In the chaos of an emergency descent, did we note the final altitude of the cabin? Certainly, after an explosive or rapid decompression to a very high cabin altitude, we should attempt to get everyone to go straight to a medical facility upon deplaning.

We cannot force them, but we should do our best. Picture a passenger alone in his hotel room coming down with delayed onset neurological DCS symptoms unknown to anyone else.

Insidious decompression

Slow decompression is a different sort of hazard. The Payne Stewart Learjet accident and the Helios Airways Flight 522 crash are 2 examples. Training in a chamber or PROTE would help us detect insidious decompression if cockpit warning systems fail.

Is our crew mate acting or sounding a little strange? Maybe he or she is our “canary in a coal mine.” Not everyone proceeds down the hypoxia route the same way. General Dynamics F-16 Fighting Falcon pilots escorting the Helios Airways Boeing 737 saw a flight attendant in the cockpit who was apparently attempting to fly the airliner when everyone else was unconscious. Sadly, he was unsuccessful.

If you fly regularly with flight attendants or with medical personnel, have you ever discussed with them what to do if both pilots appear incapacitated? They should at least know where your masks are and how to put them on your face. If the cab-in masks dropped and these folks looked to the cockpit only to see you both slumped at the controls, would they simply despair until they too succumbed? I have never heard of such training, but I do not see why it would not be a good idea.


Airlines which fly to Central and South American destinations publish special “Decompression Routes” that crews need to follow in emergency descents to avoid terrain. Once down to a physiologically safe altitude, how do we proceed to destination through complex high terrain such as that of the Andes? These “Decompression Routes” spell that out.

For business jet operators who don’t have all the benefits when pre-planning, equipping their aircraft with Enhanced Ground Proximity Warning System (EGPWS) or Terrain Avoidance and Warning System (TAWS) with an appropriate and accurate database and a good display is a necessity since, after leveling off, the crew’s problems may have only just begun if there is higher terrain between them and where they need to land.

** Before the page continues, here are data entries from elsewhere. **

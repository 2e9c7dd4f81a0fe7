//! MCP tool implementations for Kiosk.
//!
//! This module contains the input types and parsing helpers for
//! MCP tools that expose Service Desk operations.

mod inputs;
mod parse;

pub use inputs::*;
pub use parse::*;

Fire inside the aircraft that cannot be extinguished quickly may be a pilot’s worst nightmare. The crew must multitask to the Nth degree. The attempt to put out the fire is primo, but so is the absolute quickest descent to land and evacuate. Can we delay one to complete the other?

An emergency descent to get on the ground in a burning airplane may require procedures “out of the box.” This is an area where experimentation in a simulator can be eye-opening. Would you expect that a business jet could descend from FL410 to be stopped on a runway and evacuated in less than 4 minutes? It can be done in one jet I am familiar with, but only if there is a workable runway within about 25 miles distance.

If we can’t get the fire out and we are far over water, ditching could be the only option. Or if we are far from a lighted runway at night, such as on some routes from our southern border to TLC (Toluca, Mexico City, Mexico), we may be out of survivable options.

Some operators carry fire containment bags and accompanying fireproof gloves, but moving a Lithium-ion (Li-ion) battery-powered portable electronic device (PED) and sealing it in such a bag may not be a good option. But the best procedure is not intuitive. FAA has produced videos on fighting Li-ion fires in aircraft. The recommended course of action is dousing the fire repetitively with water, but never submerging it in water or ice, or trying to seal it in a container wherein temperature may build rapidly.

Smoke may make aircraft control impossible, and only a crew with full face masks and EVAS systems could survive. The best response to an inflight cockpit/cabin fire requires the best equipment and the best training.

Don Witt was a USAF F-4 pilot and holds a DFC. He is a retired United Boeing 767 and Airbus A320 captain and former safety manager for a large corporate flight department. He is presently a Learjet instructor and has been a long-time aerobatic instructor.